By Wayne Rohde
As the Oklahoma Legislature closes out the first month of this new session, I am concerned that Oklahoma is missing out on a great opportunity to say to the world, to say to this nation, that we rise above politics, we rise above the rhetoric that divides us on some many levels, and tend to the needs of those in our society are the most vulnerable, those with special needs.
For the past several years, the Legislature has seen a surge in the advocacy of parents, medical practitioners, and concerned citizens to pass Nick’s Law, legislation to require insurance companies to provide medical coverage for treatments and therapies that are medically necessary to combat the symptoms of autism.
And for the past several years, the Legislature, instead of discussing and debating the complex issue of insurance coverage for children with autism, have sided with the special interests that control the state capitol, and have continued to turn their backs on the most vulnerable members of our society.

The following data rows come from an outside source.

//! Character encoding detection for GEDCOM input.
//!
//! GEDCOM files in the wild arrive in several encodings. This module detects
//! the common cases and decodes the bytes to a `String` before lexing:
//!
//! - **UTF-8**, with or without BOM (the modern default)
//! - **UTF-16 LE/BE**, detected by BOM
//! - **windows-1252**, the fallback for legacy single-byte files

use encoding_rs::{UTF_16BE, UTF_16LE, WINDOWS_1252};

use crate::error::GedbaseError;

/// The encoding detected while decoding a GEDCOM byte stream.
#[derive(Debug, Clone, Copy, PartialEq, Eq)]
pub enum SourceEncoding {
    /// UTF-8, possibly with a BOM.
    Utf8,
    /// UTF-16 little endian, detected by BOM.
    Utf16Le,
    /// UTF-16 big endian, detected by BOM.
    Utf16Be,
    /// Legacy single-byte fallback.
    Windows1252,
}

impl std::fmt::Display for SourceEncoding {
    fn fmt(&self, f: &mut std::fmt::Formatter<'_>) -> std::fmt::Result {
        match self {
            SourceEncoding::Utf8 => write!(f, "UTF-8"),
            SourceEncoding::Utf16Le => write!(f, "UTF-16LE"),
            SourceEncoding::Utf16Be => write!(f, "UTF-16BE"),
            SourceEncoding::Windows1252 => write!(f, "windows-1252"),
        }
    }
}

/// Decodes raw GEDCOM bytes into text.
///
/// # Errors
///
/// Returns a `GedbaseError::Encoding` when a UTF-16 stream is malformed.
pub fn decode_bytes(bytes: &[u8]) -> Result<(String, SourceEncoding), GedbaseError> {
    if bytes.starts_with(&[0xFF, 0xFE]) {
        let (text, _, malformed) = UTF_16LE.decode(bytes);
        if malformed {
            return Err(GedbaseError::Encoding(
                "malformed UTF-16LE byte stream".to_string(),
            ));
        }
        return Ok((strip_bom(&text).to_string(), SourceEncoding::Utf16Le));
    }
    if bytes.starts_with(&[0xFE, 0xFF]) {
        let (text, _, malformed) = UTF_16BE.decode(bytes);
        if malformed {
            return Err(GedbaseError::Encoding(
                "malformed UTF-16BE byte stream".to_string(),
            ));
        }
        return Ok((strip_bom(&text).to_string(), SourceEncoding::Utf16Be));
    }
    match std::str::from_utf8(bytes) {
        Ok(text) => Ok((strip_bom(text).to_string(), SourceEncoding::Utf8)),
        Err(_) => {
            let (text, _, _) = WINDOWS_1252.decode(bytes);
            Ok((text.into_owned(), SourceEncoding::Windows1252))
        }
    }
}

fn strip_bom(text: &str) -> &str {
    text.strip_prefix('\u{FEFF}').unwrap_or(text)
}

#[cfg(test)]
mod tests {
    use super::*;

    #[test]
    fn test_plain_utf8() {
        let (text, encoding) = decode_bytes(b"0 HEAD\n0 TRLR\n").unwrap();
        assert_eq!(encoding, SourceEncoding::Utf8);
        assert!(text.starts_with("0 HEAD"));
    }

    #[test]
    fn test_utf8_bom_is_stripped() {
        let mut bytes = vec![0xEF, 0xBB, 0xBF];
        bytes.extend_from_slice(b"0 HEAD\n");
        let (text, encoding) = decode_bytes(&bytes).unwrap();
        assert_eq!(encoding, SourceEncoding::Utf8);
        assert!(text.starts_with("0 HEAD"));
    }

    #[test]
    fn test_utf16le_with_bom() {
        let mut bytes = vec![0xFF, 0xFE];
        for unit in "0 HEAD\n".encode_utf16() {
            bytes.extend_from_slice(&unit.to_le_bytes());
        }
        let (text, encoding) = decode_bytes(&bytes).unwrap();
        assert_eq!(encoding, SourceEncoding::Utf16Le);
        assert_eq!(text, "0 HEAD\n");
    }

    #[test]
    fn test_latin1_fallback() {
        // "Mu\xF1oz" is not valid UTF-8.
        let bytes = b"0 HEAD\n1 NOTE Mu\xF1oz\n";
        let (text, encoding) = decode_bytes(bytes).unwrap();
        assert_eq!(encoding, SourceEncoding::Windows1252);
        assert!(text.contains("Muñoz"));
    }
}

During this session, Speaker Kris Steele, at the last moment, moved HB 1624 out of the House Insurance Committee where it was scheduled to have a public hearing, to the House Rules Committee, where it will die. This action is very typical of the House since we first introduced Nick’s Law in 2008. They find ways to kill the bill instead of allowing the members vote on the bill on the floor of the State House.
But we will not be defeated. We will not turn our backs on our children and we will prevail. The costs are too high if we don’t. Many of our children can be removed from the iron claws of autism and become self sufficient taxpayers of the future. But to continue turning our backs and kicking this problem down the road, the taxpayers will be faced with a large burden of providing state services for these children who will become adults and require around the clock care. It is truly a fiscally conservative approach to address this problem now instead of spending 20 to 30 times the cost in the future.

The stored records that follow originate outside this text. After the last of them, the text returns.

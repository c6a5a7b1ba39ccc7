//! Tests for the optional `json` feature: the diagnostic and classification
//! types serialize and deserialize cleanly.

#![cfg(feature = "json")]

use gedbase::{string_to_database, Diagnostic, DiagnosticKind, ErrorLog, RecordKind, Sex};

#[test]
fn test_diagnostic_round_trips_through_json() {
    let diagnostic = Diagnostic::new(DiagnosticKind::Linkage, "sample.ged", 12, "dangling link");
    let json = serde_json::to_string(&diagnostic).unwrap();
    let back: Diagnostic = serde_json::from_str(&json).unwrap();
    assert_eq!(back.kind, DiagnosticKind::Linkage);
    assert_eq!(back.line, 12);
    assert_eq!(back.message, "dangling link");
}

#[test]
fn test_error_log_serializes_to_array() {
    let source = "0 HEAD\n0 @I1@ INDI\n1 SEX M\n0 TRLR\n";
    let mut log = ErrorLog::new();
    assert!(string_to_database(source, "noname.ged", &mut log).is_none());

    let json = serde_json::to_string(&log).unwrap();
    let value: serde_json::Value = serde_json::from_str(&json).unwrap();
    assert!(value["entries"].is_array());
}

#[test]
fn test_classification_types_serialize() {
    let kind_json = serde_json::to_string(&RecordKind::Person).unwrap();
    assert_eq!(kind_json, "\"Person\"");
    let sex_json = serde_json::to_string(&Sex::Female).unwrap();
    assert_eq!(sex_json, "\"Female\"");
}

For those in opposition that often quote that passage of Nick’s Law will only drive up insurance rates in Oklahoma, I have this question. If so, then prove it. Show us the credible economic data that shows that Nick’s Law will drive up insurance rates significantly. I can help you with your research. There is no credible data. Simply put, in the other 23 states that passed similar legislation, there has been no significant increase to premiums.

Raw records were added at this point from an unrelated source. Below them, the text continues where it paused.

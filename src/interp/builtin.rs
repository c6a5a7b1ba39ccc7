//! The built-in function registry.
//!
//! Built-ins are registered once, process-wide, in a table mapping the
//! script-visible name to its argument bounds and handler. The evaluator
//! checks the argument count here before dispatching.

use std::collections::HashMap;
use std::sync::OnceLock;

use crate::interp::builtins::{arith, gnode, list, person, report, seq, strings, table};
use crate::interp::context::Context;
use crate::interp::pnode::PNode;
use crate::interp::pvalue::PValue;
use crate::interp::ScriptError;

/// The signature shared by every built-in handler.
pub type BuiltinFn = fn(&mut Context, &PNode, &[PNode]) -> Result<PValue, ScriptError>;

/// One registered built-in.
pub struct Builtin {
    /// The script-visible name.
    pub name: &'static str,
    /// Minimum accepted argument count.
    pub min_args: usize,
    /// Maximum accepted argument count.
    pub max_args: usize,
    /// The handler.
    pub handler: BuiltinFn,
}

macro_rules! builtin {
    ($name:literal, $min:literal, $max:literal, $handler:path) => {
        Builtin {
            name: $name,
            min_args: $min,
            max_args: $max,
            handler: $handler,
        }
    };
}

static BUILTINS: &[Builtin] = &[
    // Arithmetic and logic.
    builtin!("add", 2, 2, arith::add),
    builtin!("sub", 2, 2, arith::sub),
    builtin!("mul", 2, 2, arith::mul),
    builtin!("div", 2, 2, arith::div),
    builtin!("mod", 2, 2, arith::modulus),
    builtin!("exp", 2, 2, arith::exp),
    builtin!("neg", 1, 1, arith::neg),
    builtin!("incr", 1, 1, arith::incr),
    builtin!("decr", 1, 1, arith::decr),
    builtin!("eq", 2, 2, arith::eq),
    builtin!("ne", 2, 2, arith::ne),
    builtin!("lt", 2, 2, arith::lt),
    builtin!("le", 2, 2, arith::le),
    builtin!("gt", 2, 2, arith::gt),
    builtin!("ge", 2, 2, arith::ge),
    builtin!("and", 2, 32, arith::and),
    builtin!("or", 2, 32, arith::or),
    builtin!("not", 1, 1, arith::not),
    // Strings.
    builtin!("concat", 2, 32, strings::concat),
    builtin!("strcmp", 2, 2, strings::strcmp),
    builtin!("eqstr", 2, 2, strings::eqstr),
    builtin!("strlen", 1, 1, strings::strlen),
    builtin!("substring", 3, 3, strings::substring),
    builtin!("trim", 2, 2, strings::trim),
    builtin!("rjustify", 2, 2, strings::rjustify),
    builtin!("upper", 1, 1, strings::upper),
    builtin!("lower", 1, 1, strings::lower),
    builtin!("capitalize", 1, 1, strings::capitalize),
    builtin!("d", 1, 1, strings::d),
    builtin!("strsoundex", 1, 1, strings::strsoundex),
    // Lists.
    builtin!("list", 1, 1, list::list),
    builtin!("push", 2, 2, list::push),
    builtin!("enqueue", 2, 2, list::push),
    builtin!("pop", 1, 1, list::pop),
    builtin!("requeue", 2, 2, list::requeue),
    builtin!("dequeue", 1, 1, list::dequeue),
    builtin!("getel", 2, 2, list::getel),
    builtin!("setel", 3, 3, list::setel),
    builtin!("length", 1, 1, list::length),
    builtin!("empty", 1, 1, list::empty),
    // Tables.
    builtin!("table", 1, 1, table::table),
    builtin!("insert", 3, 3, table::insert),
    builtin!("lookup", 2, 2, table::lookup),
    // Sequences.
    builtin!("indiset", 1, 1, seq::indiset),
    builtin!("addtoset", 3, 3, seq::addtoset),
    builtin!("lengthset", 1, 1, seq::lengthset),
    builtin!("inset", 2, 2, seq::inset),
    builtin!("deletefromset", 3, 3, seq::deletefromset),
    builtin!("namesort", 1, 1, seq::namesort),
    builtin!("keysort", 1, 1, seq::keysort),
    builtin!("uniqueset", 1, 1, seq::uniqueset),
    builtin!("union", 2, 2, seq::union),
    builtin!("intersect", 2, 2, seq::intersect),
    builtin!("difference", 2, 2, seq::difference),
    builtin!("parentset", 1, 1, seq::parentset),
    builtin!("childset", 1, 1, seq::childset),
    builtin!("siblingset", 1, 1, seq::siblingset),
    builtin!("spouseset", 1, 1, seq::spouseset),
    builtin!("ancestorset", 1, 1, seq::ancestorset),
    builtin!("descendantset", 1, 1, seq::descendantset),
    builtin!("descendentset", 1, 1, seq::descendantset),
    builtin!("gengedcom", 1, 1, seq::gengedcom),
    builtin!("genindiset", 2, 2, seq::genindiset),
    // Lineage accessors.
    builtin!("father", 1, 1, person::father),
    builtin!("mother", 1, 1, person::mother),
    builtin!("nextsib", 1, 1, person::nextsib),
    builtin!("prevsib", 1, 1, person::prevsib),
    builtin!("parents", 1, 1, person::parents),
    builtin!("husband", 1, 1, person::husband),
    builtin!("wife", 1, 1, person::wife),
    builtin!("firstchild", 1, 1, person::firstchild),
    builtin!("lastchild", 1, 1, person::lastchild),
    builtin!("nchildren", 1, 1, person::nchildren),
    builtin!("nfamilies", 1, 1, person::nfamilies),
    builtin!("nspouses", 1, 1, person::nspouses),
    builtin!("sex", 1, 1, person::sex),
    builtin!("name", 1, 2, person::name),
    builtin!("fullname", 4, 4, person::fullname),
    builtin!("key", 1, 2, person::key),
    builtin!("indi", 1, 1, person::indi),
    builtin!("fam", 1, 1, person::fam),
    // Record nodes and editing.
    builtin!("createnode", 1, 2, gnode::createnode),
    builtin!("tag", 1, 1, gnode::tag),
    builtin!("value", 1, 1, gnode::value),
    builtin!("root", 1, 1, gnode::root),
    builtin!("addchild", 2, 3, gnode::addchild),
    builtin!("removechild", 2, 2, gnode::removechild),
    builtin!("addspouse", 2, 2, gnode::addspouse),
    builtin!("removespouse", 2, 2, gnode::removespouse),
    // Output.
    builtin!("linemode", 0, 0, report::linemode),
    builtin!("pagemode", 2, 2, report::pagemode),
    builtin!("pageout", 0, 0, report::pageout),
    builtin!("pos", 2, 2, report::pos),
    builtin!("row", 1, 1, report::row),
    builtin!("col", 1, 1, report::col),
    builtin!("nl", 0, 0, report::nl),
    builtin!("sp", 0, 0, report::sp),
    builtin!("newfile", 1, 2, report::newfile),
    builtin!("outfile", 0, 0, report::outfile),
];

fn index() -> &'static HashMap<&'static str, &'static Builtin> {
    static INDEX: OnceLock<HashMap<&'static str, &'static Builtin>> = OnceLock::new();
    INDEX.get_or_init(|| BUILTINS.iter().map(|b| (b.name, b)).collect())
}

/// Looks a built-in up by its script-visible name.
#[must_use]
pub fn lookup(name: &str) -> Option<&'static Builtin> {
    index().get(name).copied()
}

/// Returns true if the name is a registered built-in.
#[must_use]
pub fn is_builtin(name: &str) -> bool {
    index().contains_key(name)
}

For those in opposition that Nick’s Law is nothing more than government run health care, please look carefully at the states that implemented this legislation. I will argue that it creates a more efficient free market system after in acting this mandate. Insurance companies will contract with medical providers, creating a demand for qualified therapists and doctors to open up clinics and create hundreds of medical jobs, and provide a greater access to health care for all.
For those in opposition that Nick’s Law will only serve a small number of children, these providers will be able to serve not just those with private health insurance but those with TriCare, SoonerCare, and the self insured.
This is all evident in the states that have passed similar legislation. I will take this evidence as something that can be replicated in Oklahoma. And take a look at our neighboring states, we are surrounded by states that clearly understand this issue and have moved forward to address this epidemic. But Oklahoma seems to continue to lag behind the nation in health care rankings.
Last year, SoonerPoll conducted a statewide poll on if the voters of Oklahoma would support Nick’s Law. In one of the largest favorable outcomes, 79.5% of the voters support Nick’s Law with a surprising 70% of Republicans. This should not be a partisan issue and with this poll, it is clearly has bi-partisan support. The results show that this issue transcends across all demographics of political party, economic divisions of income levels, and religious beliefs.
But our state legislature and now Speaker Steele has decided once again to listen to the special interest groups and lobbyists instead of the voters of Oklahoma. The voters understand the issue and now it is time for the legislature to represent the people of Oklahoma, not the selfish interests. So I call on Speaker Steele to allow Nick’s Law to come to a vote of the people. HB 1624 asks for it and the people of Oklahoma demand it.